After exploring multiple potential system architectures, we decided to base our platform on the cluster computer model popularized by the Beowulf cluster concept (http://www.beowulf.org/). This choice was made as Beowulf clusters have proven to support low-cost, scalable, high performance computing applications for over ten years. They also enjoy widespread use in academia. Given this decision, we needed to determine how to add the “reconfigurable” component to the cluster. To address this issue we needed to select both the FPGA hardware and the programming environment.
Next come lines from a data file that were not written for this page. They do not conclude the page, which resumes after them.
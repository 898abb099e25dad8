//! Bounded worker pool for deck evaluations.
//!
//! Wraps a dedicated `rayon` thread pool so a search never spills onto
//! the global pool. Each task receives its own RNG stream derived from
//! the search seed and the task index, which keeps results independent of
//! scheduling order.

use rayon::prelude::*;
use rayon::{ThreadPool, ThreadPoolBuilder};

use crate::core::{SimResult, SimRng};

/// Fixed-size thread pool for independent simulation tasks.
#[derive(Debug)]
pub struct WorkerPool {
    pool: ThreadPool,
}

impl WorkerPool {
    /// Create a pool with `workers` threads, or one per core when `None`.
    pub fn new(workers: Option<usize>) -> SimResult<Self> {
        let mut builder =
            ThreadPoolBuilder::new().thread_name(|index| format!("deck-worker-{index}"));
        if let Some(workers) = workers {
            builder = builder.num_threads(workers.max(1));
        }
        Ok(Self {
            pool: builder.build()?,
        })
    }

    /// Number of worker threads.
    #[must_use]
    pub fn workers(&self) -> usize {
        self.pool.current_num_threads()
    }

    /// Run `task` over every item in parallel.
    ///
    /// Item `i` gets `base.stream(i)`. Results come back in item order.
    pub fn map<T, R, F>(&self, items: &[T], base: &SimRng, task: F) -> Vec<R>
    where
        T: Sync,
        R: Send,
        F: Fn(&T, &mut SimRng) -> R + Sync,
    {
        self.pool.install(|| {
            items
                .par_iter()
                .enumerate()
                .map(|(index, item)| {
                    let mut rng = base.stream(index as u64);
                    task(item, &mut rng)
                })
                .collect()
        })
    }
}
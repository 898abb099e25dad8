//! Alchemy crafting rules.
//!
//! Every card targets the highest or lowest counter, resolved before the
//! card applies anything. Enchant leaves a stacking debuff that bites
//! before every later card.

use crate::cards::{CardDefinition, CardKind};
use crate::core::{RandomSource, SimulationState};
use crate::effects::{Effect, Target};
use crate::rules::{CraftingMode, CraftingRules};

/// Lowest counter +1 before every card.
pub const WARMDUST_DECK_BUFF: &str = "warmdust_deck_buff";

/// Highest counter +3 before every card.
pub const CALMING_WARMDUST_DECK_BUFF: &str = "calming_warmdust_deck_buff";

/// Rules of alchemy.
#[derive(Clone, Copy, Debug, Default)]
pub struct Alchemy;

impl CraftingRules for Alchemy {
    fn mode(&self) -> CraftingMode {
        CraftingMode::Alchemy
    }

    fn pre_card(&self, state: &mut SimulationState<'_>, rng: &mut dyn RandomSource) {
        for _ in 0..state.enchant_debuff {
            Effect::Subtract {
                target: Target::Random,
                amount: 1.0,
            }
            .apply(state, rng);
        }
        if state.has_buff(WARMDUST_DECK_BUFF) {
            Effect::Add {
                target: Target::Lowest,
                amount: 1.0,
            }
            .apply(state, rng);
        }
        if state.has_buff(CALMING_WARMDUST_DECK_BUFF) {
            Effect::Add {
                target: Target::Highest,
                amount: 3.0,
            }
            .apply(state, rng);
        }
    }

    fn apply_card(
        &self,
        kind: CardKind,
        _card: &CardDefinition,
        state: &mut SimulationState<'_>,
        _rng: &mut dyn RandomSource,
    ) {
        let (high, low) = (state.highest(), state.lowest());
        match kind {
            CardKind::Ingredient => {
                state.add(high, 10.0);
                state.subtract(low, 2.0);
            }
            CardKind::Grind => {
                state.add(low, 4.0);
                state.subtract(high, 2.0);
            }
            CardKind::Enchant => {
                state.add(low, 8.0);
                state.enchant_debuff += 1;
            }
            CardKind::Distill => state.multiply(high, 2.0),
            _ => {}
        }
    }
}

#[cfg(test)]
mod tests {
    use super::*;
    use crate::core::{BuffSet, Counter, ScriptedRandom};
    use crate::effects::PrdHistory;

    fn play(kind: CardKind, state: &mut SimulationState<'_>, rng: &mut dyn RandomSource) {
        let card = CardDefinition::new(kind.name(), 1);
        Alchemy.pre_card(state, rng);
        Alchemy.play_card(kind, &card, state, rng);
    }

    #[test]
    fn test_ingredient_on_tied_counters_hits_primary_twice() {
        let mut history = PrdHistory::new();
        let buffs = BuffSet::new();
        let mut state = SimulationState::new(&mut history, &buffs);
        let mut rng = ScriptedRandom::constant(0.0);

        play(CardKind::Ingredient, &mut state, &mut rng);

        assert_eq!(state.primary(), 9.0);
        assert_eq!(state.secondary(), 1.0);
    }

    #[test]
    fn test_grind_targets_resolved_before_applying() {
        let mut history = PrdHistory::new();
        let buffs = BuffSet::new();
        let mut state = SimulationState::new(&mut history, &buffs);
        state.add(Counter::Primary, 2.0);
        let mut rng = ScriptedRandom::constant(0.0);

        play(CardKind::Grind, &mut state, &mut rng);

        // Secondary was lowest: +4; primary was highest: −2
        assert_eq!(state.secondary(), 5.0);
        assert_eq!(state.primary(), 1.0);
    }

    #[test]
    fn test_enchant_debuff_applies_before_later_cards() {
        let mut history = PrdHistory::new();
        let buffs = BuffSet::new();
        let mut state = SimulationState::new(&mut history, &buffs);
        let mut rng = ScriptedRandom::constant(0.0);

        play(CardKind::Enchant, &mut state, &mut rng);
        assert_eq!(state.primary(), 9.0);
        assert_eq!(state.enchant_debuff, 1);
        assert_eq!(rng.consumed(), 0);

        // One stack: primary −1, then Distill doubles the highest
        play(CardKind::Distill, &mut state, &mut rng);
        assert_eq!(state.primary(), 16.0);
        assert_eq!(rng.consumed(), 1);
    }

    #[test]
    fn test_debuff_respects_floor() {
        let mut history = PrdHistory::new();
        let buffs = BuffSet::new();
        let mut state = SimulationState::new(&mut history, &buffs);
        state.enchant_debuff = 5;
        let mut rng = ScriptedRandom::constant(0.9);

        Alchemy.pre_card(&mut state, &mut rng);

        assert_eq!(state.secondary(), 1.0);
        assert_eq!(state.primary(), 1.0);
    }

    #[test]
    fn test_warmdust_buffs() {
        let mut history = PrdHistory::new();
        let buffs = BuffSet::new()
            .with(WARMDUST_DECK_BUFF)
            .with(CALMING_WARMDUST_DECK_BUFF);
        let mut state = SimulationState::new(&mut history, &buffs);
        let mut rng = ScriptedRandom::constant(0.0);

        Alchemy.pre_card(&mut state, &mut rng);

        // Tie: lowest is primary (+1), then primary is highest (+3)
        assert_eq!(state.primary(), 5.0);
        assert_eq!(state.secondary(), 1.0);
    }

    #[test]
    fn test_warmdust_targets_follow_current_values() {
        let mut history = PrdHistory::new();
        let buffs = BuffSet::new()
            .with(WARMDUST_DECK_BUFF)
            .with(CALMING_WARMDUST_DECK_BUFF);
        let mut state = SimulationState::new(&mut history, &buffs);
        state.add(Counter::Primary, 1.0);
        let mut rng = ScriptedRandom::constant(0.0);

        Alchemy.pre_card(&mut state, &mut rng);

        // Secondary is lowest (+1), then ties at 2 resolve highest to primary (+3)
        assert_eq!(state.secondary(), 2.0);
        assert_eq!(state.primary(), 5.0);
        assert_eq!(rng.consumed(), 0);
    }
}
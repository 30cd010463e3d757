//! Process identity and the user-agent string built from it.
//!
//! The identity is read once, when a dispatcher is created. A provider that
//! fails does not stop the dispatcher from loading: the built-in defaults
//! are used instead.

use tracing::warn;

use crate::Result;

/// Crate version from Cargo.toml.
pub const PKG_VERSION: &str = env!("CARGO_PKG_VERSION");

/// Version reported when the application version cannot be determined.
pub const DEFAULT_APP_VERSION: &str = "0.0.1";

/// User agent used before a dispatcher is loaded, or when the identity
/// provider fails.
pub const DEFAULT_USER_AGENT: &str = "Courier/0.0.1 (Rust)";

/// Name used when the builder is not given one.
pub const DEFAULT_APP_NAME: &str = "Courier";

/// Descriptors the user-agent string is assembled from.
#[derive(Debug, Clone, PartialEq, Eq)]
pub struct ProcessIdentity {
    pub app_name: String,
    pub app_version: String,
    /// Hardware/OS description, e.g. `linux x86_64 unix`.
    pub device: String,
    /// Platform release, e.g. the runtime or OS version.
    pub release: String,
}

impl ProcessIdentity {
    /// `"<app>/<version> (<device>; <release>; )"`
    pub fn user_agent(&self) -> String {
        format!(
            "{}/{} ({}; {}; )",
            self.app_name, self.app_version, self.device, self.release
        )
    }
}

/// Supplies the process identity at load time.
pub trait IdentityProvider: Send + Sync {
    fn identity(&self, app_name: &str) -> Result<ProcessIdentity>;
}

/// Identity from the compile-time target and the crate version.
#[derive(Debug, Clone, Default)]
pub struct SystemIdentity {
    app_version: Option<String>,
}

impl SystemIdentity {
    pub fn new() -> Self {
        Self::default()
    }

    /// Report this application version instead of the crate's.
    pub fn app_version(mut self, version: impl Into<String>) -> Self {
        self.app_version = Some(version.into());
        self
    }
}

impl IdentityProvider for SystemIdentity {
    fn identity(&self, app_name: &str) -> Result<ProcessIdentity> {
        use std::env::consts::{ARCH, FAMILY, OS};

        Ok(ProcessIdentity {
            app_name: app_name.to_string(),
            app_version: self
                .app_version
                .clone()
                .unwrap_or_else(|| PKG_VERSION.to_string()),
            device: format!("{OS} {ARCH} {FAMILY}"),
            release: format!("courier {PKG_VERSION}"),
        })
    }
}

/// A fixed identity, for embedders that know better than the target triple.
#[derive(Debug, Clone)]
pub struct StaticIdentity(pub ProcessIdentity);

impl IdentityProvider for StaticIdentity {
    fn identity(&self, _app_name: &str) -> Result<ProcessIdentity> {
        Ok(self.0.clone())
    }
}

/// Resolved identity: `(app_version, user_agent)`.
///
/// Falls back to [`DEFAULT_APP_VERSION`] and [`DEFAULT_USER_AGENT`] if the
/// provider fails.
pub(crate) fn resolve(provider: &dyn IdentityProvider, app_name: &str) -> (String, String) {
    match provider.identity(app_name) {
        Ok(identity) => (identity.app_version.clone(), identity.user_agent()),
        Err(e) => {
            warn!(app_name, error = %e, "identity provider failed, using defaults");
            (
                DEFAULT_APP_VERSION.to_string(),
                DEFAULT_USER_AGENT.to_string(),
            )
        }
    }
}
The Beowulf philosophy of using low-cost commodity computing components led us to select standard FPGA development boards as the platform of choice. These boards are typically mass produced by FPGA vendors to allow developers to gain experience with their latest FPGAs. They are often sold at, or below the bill of materials cost. They typically contain FPGAs with embedded processors, a variety of memory and interface options, and a high speed Ethernet interface; all of which are needed for our application. We chose the Xilinx University Program (XUP) Virtex 2 Pro development board as our reconfigurable computing node. The board is low cost and ubiquitous so other universities can easily duplicate our configuration and research. When we purchased these boards the FPGAs represented the state of the art.The board is versatile enough to support many potential research projects. The FPGA contains two PowerPC processors that can be used to run the operating system and application software. The board also supports up to 2 GB of Double Data Rate (DDR) SDRAM and various Flash ROM options. The board supports multiple interfaces including low-speed parallel, high-speed differential parallel, and multi-gigabit serial interfaces that utilize low cost IDE and SATA cables. These can be used to explore alternatives for directly connecting multiple development boards together. We plan to upgrade to newer FPGA development boards periodically in the future. As later noted, the Impulse C programming tools we selected are intrinsically device independent so migrating to Virtex-4 or -5 boards will be an incremental effort rather than a restart.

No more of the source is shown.